- Known for: Schema Mechanism, Multiple Worlds Interpretation, defenses of determinism and mechanistic materialism
- Notable work: Made-Up Minds: A Constructivist Approach to Artificial Intelligence, Good and Real: Demystifying Paradoxes from Physics to Ethics
- Scientific career
- Fields: Artificial intelligence, Cognitive science, Philosophy
- Institutions: Center for Cognitive Studies, Tufts University

= Gary Drescher =

American artificial intelligence scientist

Gary L. Drescher is a scientist in the field of artificial intelligence (AI), and author of multiple books on AI, including Made-Up Minds: A Constructivist Approach to Artificial Intelligence.

His book describes a theory of how a computer program might be implemented to learn and use new concepts that have not been programmed into it. It introduces the Schema Mechanism, a general learning and concept-building mechanism inspired by Jean Piaget's account of human cognitive development.

The Schema Mechanism is intended to replicate key aspects of cognitive development during infancy.
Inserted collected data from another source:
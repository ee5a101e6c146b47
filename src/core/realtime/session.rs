//! Outbound realtime websocket leg.
//!
//! One [`RealtimeSession`] per call, exclusively owned by that call's
//! session. Connection tries each candidate URL in order; a handshake
//! rejection carrying a redirect is followed exactly once per unique URL
//! (visited set), and exhausting every candidate produces one aggregate
//! error with all underlying causes.
//!
//! After connection a single spawned task services both directions: a
//! channel feeds the sink with audio and control frames, and inbound frames
//! are normalized (see [`super::events`]) onto the session's event channel.

use std::collections::{HashSet, VecDeque};
use std::sync::atomic::{AtomicBool, Ordering};
use std::sync::Arc;

use bytes::Bytes;
use futures_util::{SinkExt, StreamExt};
use http::header::{HeaderValue, AUTHORIZATION, LOCATION};
use serde::Serialize;
use tokio::sync::mpsc;
use tokio::task::JoinHandle;
use tokio_tungstenite::tungstenite::client::IntoClientRequest;
use tokio_tungstenite::tungstenite::{self, Message};
use tracing::{debug, error, info, warn};

use super::events::{normalize_text_frame, AiEvent};
use crate::core::tools::ToolResponse;
use crate::errors::{RealtimeError, RealtimeResult};

/// Channel capacity for outbound frames.
const OUTBOUND_CHANNEL_CAPACITY: usize = 256;

/// Control frames sent to the provider.
#[derive(Debug, Serialize)]
#[serde(tag = "type")]
enum ClientFrame {
    /// Close the caller's input segment: the turn is over.
    #[serde(rename = "input_audio_buffer.commit")]
    Commit {},
    /// Ask the assistant to respond to the committed input.
    #[serde(rename = "response.create")]
    ResponseCreate {},
    /// Interrupt the in-flight assistant response (barge-in).
    #[serde(rename = "response.cancel")]
    ResponseCancel {},
    /// Result envelope for a dispatched tool call.
    #[serde(rename = "tool_result")]
    ToolResult {
        #[serde(flatten)]
        response: ToolResponse,
    },
}

/// Frames queued for the sink task.
enum Outbound {
    Audio(Bytes),
    Control(ClientFrame),
    Close,
}

/// Live session on the AI leg.
pub struct RealtimeSession {
    provider_call_id: String,
    closed: Arc<AtomicBool>,
    outbound: mpsc::Sender<Outbound>,
    task: JoinHandle<()>,
}

impl RealtimeSession {
    /// Attempt each candidate URL in order and return a connected session.
    pub async fn connect(
        provider_call_id: String,
        candidates: Vec<String>,
        api_key: String,
        events_tx: mpsc::Sender<AiEvent>,
    ) -> RealtimeResult<Self> {
        let mut queue: VecDeque<String> = candidates.into();
        let mut visited: HashSet<String> = HashSet::new();
        let mut causes: Vec<String> = Vec::new();
        let mut connected = None;

        while let Some(url) = queue.pop_front() {
            if !visited.insert(url.clone()) {
                continue;
            }

            let mut request = match url.as_str().into_client_request() {
                Ok(r) => r,
                Err(e) => {
                    causes.push(format!("{url}: invalid URL: {e}"));
                    continue;
                }
            };
            match HeaderValue::from_str(&format!("Bearer {api_key}")) {
                Ok(header) => {
                    request.headers_mut().insert(AUTHORIZATION, header);
                }
                Err(e) => {
                    causes.push(format!("{url}: invalid credentials header: {e}"));
                    continue;
                }
            }

            match tokio_tungstenite::connect_async(request).await {
                Ok((stream, _)) => {
                    info!(provider_call_id = %provider_call_id, url = %url, "Realtime session connected");
                    connected = Some(stream);
                    break;
                }
                Err(tungstenite::Error::Http(response)) => {
                    causes.push(format!(
                        "{url}: handshake rejected with {}",
                        response.status()
                    ));
                    if let Some(target) = redirect_target(&response) {
                        if visited.contains(&target) {
                            debug!(url = %target, "Ignoring already-visited redirect target");
                        } else {
                            debug!(url = %target, "Following handshake redirect");
                            queue.push_front(target);
                        }
                    }
                }
                Err(e) => causes.push(format!("{url}: {e}")),
            }
        }

        let Some(stream) = connected else {
            return Err(RealtimeError::AllCandidatesFailed { causes });
        };

        let closed = Arc::new(AtomicBool::new(false));
        let (outbound_tx, mut outbound_rx) = mpsc::channel::<Outbound>(OUTBOUND_CHANNEL_CAPACITY);
        let (mut sink, mut source) = stream.split();
        let task_closed = closed.clone();
        let task_call_id = provider_call_id.clone();

        let task = tokio::spawn(async move {
            loop {
                tokio::select! {
                    maybe_out = outbound_rx.recv() => match maybe_out {
                        Some(Outbound::Audio(audio)) => {
                            if let Err(e) = sink.send(Message::Binary(audio)).await {
                                warn!(provider_call_id = %task_call_id, "Audio send failed: {e}");
                                break;
                            }
                        }
                        Some(Outbound::Control(frame)) => {
                            let json = match serde_json::to_string(&frame) {
                                Ok(j) => j,
                                Err(e) => {
                                    error!("Failed to serialize control frame: {e}");
                                    continue;
                                }
                            };
                            if let Err(e) = sink.send(Message::Text(json.into())).await {
                                warn!(provider_call_id = %task_call_id, "Control send failed: {e}");
                                break;
                            }
                        }
                        Some(Outbound::Close) | None => {
                            let _ = sink.send(Message::Close(None)).await;
                            break;
                        }
                    },

                    maybe_in = source.next() => match maybe_in {
                        Some(Ok(Message::Binary(audio))) => {
                            if events_tx.send(AiEvent::Audio(audio)).await.is_err() {
                                break;
                            }
                        }
                        Some(Ok(Message::Text(text))) => {
                            if let Some(event) = normalize_text_frame(&text) {
                                if events_tx.send(event).await.is_err() {
                                    break;
                                }
                            }
                        }
                        Some(Ok(Message::Ping(data))) => {
                            let _ = sink.send(Message::Pong(data)).await;
                        }
                        Some(Ok(Message::Close(_))) | None => {
                            debug!(provider_call_id = %task_call_id, "Realtime socket closed by provider");
                            break;
                        }
                        Some(Err(e)) => {
                            warn!(provider_call_id = %task_call_id, "Realtime socket error: {e}");
                            break;
                        }
                        Some(Ok(_)) => {}
                    },
                }
            }

            task_closed.store(true, Ordering::SeqCst);
            let _ = events_tx.send(AiEvent::SessionClosed).await;
        });

        Ok(Self {
            provider_call_id,
            closed,
            outbound: outbound_tx,
            task,
        })
    }

    /// Provider-side identifier for this session.
    pub fn provider_call_id(&self) -> &str {
        &self.provider_call_id
    }

    pub fn is_closed(&self) -> bool {
        self.closed.load(Ordering::SeqCst)
    }

    /// Forward raw companded carrier audio unmodified.
    pub async fn send_audio(&self, audio: Bytes) -> RealtimeResult<()> {
        self.send(Outbound::Audio(audio)).await
    }

    /// Signal end-of-turn: commit the input buffer and request a response.
    pub async fn commit_turn(&self) -> RealtimeResult<()> {
        self.send(Outbound::Control(ClientFrame::Commit {})).await?;
        self.send(Outbound::Control(ClientFrame::ResponseCreate {}))
            .await
    }

    /// Interrupt an in-flight assistant response.
    pub async fn cancel_response(&self) -> RealtimeResult<()> {
        self.send(Outbound::Control(ClientFrame::ResponseCancel {}))
            .await
    }

    /// Return a tool result correlated to its call id.
    pub async fn submit_tool_result(&self, response: ToolResponse) -> RealtimeResult<()> {
        self.send(Outbound::Control(ClientFrame::ToolResult { response }))
            .await
    }

    /// Close the session. Idempotent: later calls are no-ops.
    pub async fn close(&self) {
        if !self.closed.swap(true, Ordering::SeqCst) {
            let _ = self.outbound.send(Outbound::Close).await;
        }
    }

    async fn send(&self, frame: Outbound) -> RealtimeResult<()> {
        if self.is_closed() {
            return Err(RealtimeError::Closed);
        }
        self.outbound
            .send(frame)
            .await
            .map_err(|_| RealtimeError::Closed)
    }
}

impl Drop for RealtimeSession {
    fn drop(&mut self) {
        // The socket task must not outlive its owning call
        self.task.abort();
    }
}

/// Pull a redirect target from a rejected handshake response: `Location`
/// header first, then a `location` field in a JSON body.
fn redirect_target(response: &http::Response<Option<Vec<u8>>>) -> Option<String> {
    if let Some(location) = response
        .headers()
        .get(LOCATION)
        .and_then(|v| v.to_str().ok())
    {
        return Some(location.to_string());
    }

    let body = response.body().as_deref()?;
    let parsed: serde_json::Value = serde_json::from_slice(body).ok()?;
    parsed
        .get("location")
        .and_then(serde_json::Value::as_str)
        .map(String::from)
}

#[cfg(test)]
mod tests {
    use super::*;
    use crate::core::tools::ToolOutcome;
    use serde_json::json;

    #[test]
    fn test_control_frame_wire_shapes() {
        let commit = serde_json::to_value(ClientFrame::Commit {}).unwrap();
        assert_eq!(commit, json!({"type": "input_audio_buffer.commit"}));

        let create = serde_json::to_value(ClientFrame::ResponseCreate {}).unwrap();
        assert_eq!(create, json!({"type": "response.create"}));

        let result = serde_json::to_value(ClientFrame::ToolResult {
            response: ToolResponse {
                id: "tc_4".into(),
                outcome: ToolOutcome::ok(json!({"transferred": true})),
            },
        })
        .unwrap();
        assert_eq!(result["type"], json!("tool_result"));
        assert_eq!(result["id"], json!("tc_4"));
        assert_eq!(result["success"], json!(true));
    }

    #[test]
    fn test_redirect_target_prefers_location_header() {
        let response = http::Response::builder()
            .status(302)
            .header(LOCATION, "wss://next.example/ws")
            .body(Some(b"{\"location\": \"wss://body.example/ws\"}".to_vec()))
            .unwrap();
        assert_eq!(
            redirect_target(&response),
            Some("wss://next.example/ws".to_string())
        );
    }

    #[test]
    fn test_redirect_target_from_json_body() {
        let response = http::Response::builder()
            .status(409)
            .body(Some(b"{\"location\": \"wss://body.example/ws\"}".to_vec()))
            .unwrap();
        assert_eq!(
            redirect_target(&response),
            Some("wss://body.example/ws".to_string())
        );
    }

    #[test]
    fn test_redirect_target_absent() {
        let response = http::Response::builder()
            .status(403)
            .body(Some(b"forbidden".to_vec()))
            .unwrap();
        assert_eq!(redirect_target(&response), None);

        let empty = http::Response::builder().status(500).body(None).unwrap();
        assert_eq!(redirect_target(&empty), None);
    }

    fn detached_session() -> (RealtimeSession, mpsc::Receiver<Outbound>) {
        let (outbound, rx) = mpsc::channel(4);
        let session = RealtimeSession {
            provider_call_id: "rc_1".into(),
            closed: Arc::new(AtomicBool::new(false)),
            outbound,
            task: tokio::spawn(async {}),
        };
        (session, rx)
    }

    #[tokio::test]
    async fn test_close_twice_sends_one_close_frame() {
        let (session, mut rx) = detached_session();

        session.close().await;
        session.close().await;

        assert!(session.is_closed());
        assert!(matches!(rx.recv().await, Some(Outbound::Close)));
        assert!(rx.try_recv().is_err());
    }

    #[tokio::test]
    async fn test_sends_after_close_are_refused() {
        let (session, _rx) = detached_session();
        session.close().await;

        let result = session.send_audio(Bytes::from_static(b"\xff\xff")).await;
        assert!(matches!(result, Err(RealtimeError::Closed)));
        assert!(matches!(
            session.commit_turn().await,
            Err(RealtimeError::Closed)
        ));
    }

    #[tokio::test]
    async fn test_connect_with_no_candidates_aggregates() {
        let (events_tx, _events_rx) = mpsc::channel(4);
        let result =
            RealtimeSession::connect("rc_0".into(), vec![], "key".into(), events_tx).await;
        match result {
            Err(RealtimeError::AllCandidatesFailed { causes }) => assert!(causes.is_empty()),
            Err(other) => panic!("expected aggregate error, got {other:?}"),
            Ok(_) => panic!("connect succeeded with no candidates"),
        }
    }

    #[tokio::test]
    async fn test_connect_records_cause_per_bad_candidate() {
        let (events_tx, _events_rx) = mpsc::channel(4);
        let result = RealtimeSession::connect(
            "rc_0".into(),
            vec!["not a url".into(), "also bad".into()],
            "key".into(),
            events_tx,
        )
        .await;
        match result {
            Err(RealtimeError::AllCandidatesFailed { causes }) => assert_eq!(causes.len(), 2),
            Err(other) => panic!("expected aggregate error, got {other:?}"),
            Ok(_) => panic!("connect succeeded against invalid candidates"),
        }
    }
}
It takes Piaget's theory of human development as a source of inspiration for an artificial learning mechanism, and it extends and tests Piaget's theory by seeing whether a specific mechanism that works according to Piagetian themes exhibits Piagetian abilities.
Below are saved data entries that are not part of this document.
impl CallSession {
    async fn stream(
        &mut self,
        mut carrier_rx: SplitStream<WebSocket>,
        mut events_rx: mpsc::Receiver<AiEvent>,
        mut commands: mpsc::Receiver<SessionCommand>,
        mut tool_results: mpsc::Receiver<ToolResponse>,
    ) {
        let mut keepalive = interval(KEEPALIVE_INTERVAL);
        keepalive.set_missed_tick_behavior(MissedTickBehavior::Delay);

        loop {
            tokio::select! {
                frame = carrier_rx.next() => match frame {
                    Some(Ok(Message::Text(text))) => {
                        if self.on_carrier_frame(&text).await == Flow::Stop {
                            break;
                        }
                    }
                    Some(Ok(Message::Close(_))) | None => {
                        debug!(call_id = %self.call_id, "Carrier socket closed");
                        break;
                    }
                    Some(Err(e)) => {
                        warn!(call_id = %self.call_id, "Carrier socket error: {e}");
                        break;
                    }
                    Some(Ok(_)) => {}
                },

                event = events_rx.recv() => match event {
                    Some(event) => {
                        if self.on_ai_event(event).await == Flow::Stop {
                            break;
                        }
                    }
                    None => break,
                },

                result = tool_results.recv() => match result {
                    Some(response) => {
                        if self.ai.submit_tool_result(response).await.is_err() {
                            break;
                        }
                    }
                    None => break,
                },

                command = commands.recv() => match command {
                    Some(SessionCommand::Hangup) => {
                        info!(call_id = %self.call_id, "Hangup requested");
                        break;
                    }
                    // Closed channel means the registry replaced this session
                    None => break,
                },

                _ = keepalive.tick() => {
                    if self.carrier_tx.send(Message::Ping(Bytes::new())).await.is_err() {
                        break;
                    }
                    self.state.registry.touch(&self.call_id);
                }
            }
        }
    }

    async fn on_carrier_frame(&mut self, text: &str) -> Flow {
        let frame: CarrierFrame = match serde_json::from_str(text) {
            Ok(f) => f,
            Err(e) => {
                warn!(call_id = %self.call_id, "Unparseable carrier frame: {e}");
                return Flow::Continue;
            }
        };

        match carrier_action(frame) {
            CarrierAction::Forward(audio) => self.on_caller_audio(audio).await,
            CarrierAction::BadPayload => {
                warn!(call_id = %self.call_id, "Dropping media frame with bad payload");
                Flow::Continue
            }
            CarrierAction::MarkAck(name) => {
                debug!(call_id = %self.call_id, mark = %name, "Playback mark acknowledged");
                Flow::Continue
            }
            CarrierAction::Stop => {
                info!(call_id = %self.call_id, "Carrier signalled stop");
                Flow::Stop
            }
            CarrierAction::Nothing => Flow::Continue,
        }
    }

    /// One companded caller frame: forward raw, measure energy, act on the
    /// detector's verdict.
    async fn on_caller_audio(&mut self, audio: Bytes) -> Flow {
        let energy = mulaw_frame_energy(&audio);

        if self.ai.send_audio(audio).await.is_err() {
            warn!(call_id = %self.call_id, "AI leg refused audio, tearing down");
            return Flow::Stop;
        }

        let was_speaking = self.detector.speaking();
        let verdict = self.detector.push_frame(energy);
        let plan = plan_frame(
            was_speaking,
            self.detector.speaking(),
            self.assistant_speaking,
            verdict,
        );

        if plan.barge_in {
            debug!(call_id = %self.call_id, "Caller barge-in, interrupting assistant");
            if self.send_to_carrier(&OutboundFrame::clear(&self.stream_sid)).await == Flow::Stop {
                return Flow::Stop;
            }
            let _ = self.ai.cancel_response().await;
            self.assistant_speaking = false;
        }

        if plan.commit {
            debug!(call_id = %self.call_id, "Turn committed");
            if self.ai.commit_turn().await.is_err() {
                return Flow::Stop;
            }
        } else if verdict == FrameVerdict::Discard {
            debug!(call_id = %self.call_id, "Segment discarded as noise");
        }

        Flow::Continue
    }

    async fn on_ai_event(&mut self, event: AiEvent) -> Flow {
        match event {
            AiEvent::Audio(audio) => {
                if !self.assistant_speaking {
                    self.assistant_speaking = true;
                    self.turn_counter += 1;
                    let mark = OutboundFrame::mark(
                        &self.stream_sid,
                        format!("turn-{}", self.turn_counter),
                    );
                    if self.send_to_carrier(&mark).await == Flow::Stop {
                        return Flow::Stop;
                    }
                }
                self.send_to_carrier(&OutboundFrame::media(&self.stream_sid, &audio))
                    .await
            }
            AiEvent::TextDelta(text) => {
                debug!(call_id = %self.call_id, "Assistant transcript: {text}");
                Flow::Continue
            }
            AiEvent::TurnComplete => {
                self.assistant_speaking = false;
                Flow::Continue
            }
            AiEvent::ToolCalls(calls) => {
                // Hand off to the worker; dispatch must not hold up audio
                for call in calls {
                    if self.tool_tx.send(call).await.is_err() {
                        warn!(call_id = %self.call_id, "Tool worker gone, tearing down");
                        return Flow::Stop;
                    }
                }
                Flow::Continue
            }
            AiEvent::ProviderError(message) => {
                warn!(call_id = %self.call_id, "Provider error event: {message}");
                Flow::Continue
            }
            AiEvent::SessionClosed => {
                info!(call_id = %self.call_id, "AI session closed");
                Flow::Stop
            }
        }
    }

    async fn send_to_carrier<T: Serialize>(&mut self, frame: &T) -> Flow {
        let json = match serde_json::to_string(frame) {
            Ok(j) => j,
            Err(e) => {
                error!(call_id = %self.call_id, "Failed to serialize carrier frame: {e}");
                return Flow::Continue;
            }
        };
        match self.carrier_tx.send(Message::Text(json.into())).await {
            Ok(()) => Flow::Continue,
            Err(e) => {
                warn!(call_id = %self.call_id, "Carrier send failed: {e}");
                Flow::Stop
            }
        }
    }

    /// Release every resource the call holds. Safe to call repeatedly.
    async fn teardown(&mut self) {
        if self.torn_down {
            return;
        }
        self.torn_down = true;

        self.tool_worker.abort();
        self.ai.close().await;
        self.state.registry.unregister(&self.call_id);
        self.state.gateway.dispatcher().unbind_call(&self.call_id);
        self.detector.reset();
        let _ = self.carrier_tx.send(Message::Close(None)).await;
        info!(call_id = %self.call_id, "Call session closed");
    }
}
In 2001 and 2002, Drescher was a visiting fellow at the Center for Cognitive Studies at Tufts University, which was directed by the American philosopher Daniel Dennett. Following his work at Tufts, he wrote the 2006 book Good and Real: Demystifying Paradoxes from Physics to Ethics, in which he defends rigorously mechanistic materialism. In this book, he discusses quantum mechanics, defending the Everett or Multiple Worlds Interpretation, against the dominant Copenhagen Interpretation. Among other things, he argues that the Everett Interpretation of quantum mechanics, allows for a completely determinist outlook, and it undermines the views of those (like Roger Penrose) who hold that quantum mechanics can give us some special insights into the nature of consciousness. In this book, Drescher also provides treatments of the Prisoner's Dilemma and Newcomb's Problem to build a defense of the golden rule and Kant's categorical imperative which does not require that we posit anything beyond the physical world as understood by the natural sciences.